Complete resection is essential for achieving seizure freedom in children with drug-resistant epilepsy due to focal cortical dysplasia (FCD). However, identifying altered structures intraoperatively can be challenging, potentially leading to reoperations. This study assessed the impact of intraoperative MRI (iMRI).

Methods

We conducted a single-center retrospective study at Alder Children’s Hospital from 2013 to 2022. The study included all children diagnosed with FCD, analyzing demographics, iMRI use, the rate of continued iMRI-guided surgery and reoperations, histology, and seizure outcomes at 1-year follow-up.

Results

Thirty-two pediatric patients (median age: 10 years, 21 males and 11 females) underwent surgery for FCD. Of them 8 (25 %) had FCD Type I, 19 (59.4 %) had FCD Type II, and 1 patient (3.1 %) had FCD Type III. iMRI was used in 27 patients (84.4 %), and 17 (63 %) of these patients required further iMRI-guided surgery.

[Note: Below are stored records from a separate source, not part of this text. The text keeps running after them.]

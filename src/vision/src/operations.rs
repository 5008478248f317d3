// Copyright 2025 Google LLC
//
// Licensed under the Apache License, Version 2.0 (the "License");
// you may not use this file except in compliance with the License.
// You may obtain a copy of the License at
//
//     https://www.apache.org/licenses/LICENSE-2.0
//
// Unless required by applicable law or agreed to in writing, software
// distributed under the License is distributed on an "AS IS" BASIS,
// WITHOUT WARRANTIES OR CONDITIONS OF ANY KIND, either express or implied.
// See the License for the specific language governing permissions and
// limitations under the License.

//! Adapts the service stubs to the transport used by long-running operation
//! handles.
//!
//! The `GetOperation` and `CancelOperation` RPCs of each service are mixins,
//! the handles returned by `start()` poll through the same stub that started
//! the operation.

use crate::Result;
use lro::model::{CancelOperationRequest, GetOperationRequest, Operation};
use std::sync::Arc;

#[derive(Clone, Debug)]
pub(crate) struct ProductSearchOperations {
    inner: Arc<dyn crate::stub::dynamic::ProductSearch>,
}

impl ProductSearchOperations {
    pub(crate) fn new(inner: Arc<dyn crate::stub::dynamic::ProductSearch>) -> Self {
        Self { inner }
    }
}

impl lro::stub::Operations for ProductSearchOperations {
    async fn get_operation(
        &self,
        req: GetOperationRequest,
        options: gax::options::RequestOptions,
    ) -> Result<Operation> {
        self.inner.get_operation(req, options).await
    }

    async fn cancel_operation(
        &self,
        req: CancelOperationRequest,
        options: gax::options::RequestOptions,
    ) -> Result<()> {
        self.inner.cancel_operation(req, options).await
    }
}

#[derive(Clone, Debug)]
pub(crate) struct ImageAnnotatorOperations {
    inner: Arc<dyn crate::stub::dynamic::ImageAnnotator>,
}

impl ImageAnnotatorOperations {
    pub(crate) fn new(inner: Arc<dyn crate::stub::dynamic::ImageAnnotator>) -> Self {
        Self { inner }
    }
}

impl lro::stub::Operations for ImageAnnotatorOperations {
    async fn get_operation(
        &self,
        req: GetOperationRequest,
        options: gax::options::RequestOptions,
    ) -> Result<Operation> {
        self.inner.get_operation(req, options).await
    }

    async fn cancel_operation(
        &self,
        req: CancelOperationRequest,
        options: gax::options::RequestOptions,
    ) -> Result<()> {
        self.inner.cancel_operation(req, options).await
    }
}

Four patients underwent reoperation in a separate session. At 1-year follow-up, seizure outcomes in the iMRI group were Engel I in 15 patients (71.4 %), Engel II in 4 (19 %), and Engel III and IV in 1 patient (4.8 %) each. Five patients (15.6 %) had superficially localized lesions and underwent surgery without iMRI. None of them required reoperation, and four (80 %) were seizure-free at 1 year. Seven patients were lost to follow-up.

Conclusion

iMRI plays a significant role in identifying residual epileptogenic tissue in surgery for FCD, influencing surgical decisions and leading to additional iMRI-guided resections. Most patients with iMRI-guided surgery achieved favorable seizure outcomes (Engel I) at 1 year of follow-up. Long-term follow-up is needed to validate these findings and to confirm sustained seizure control.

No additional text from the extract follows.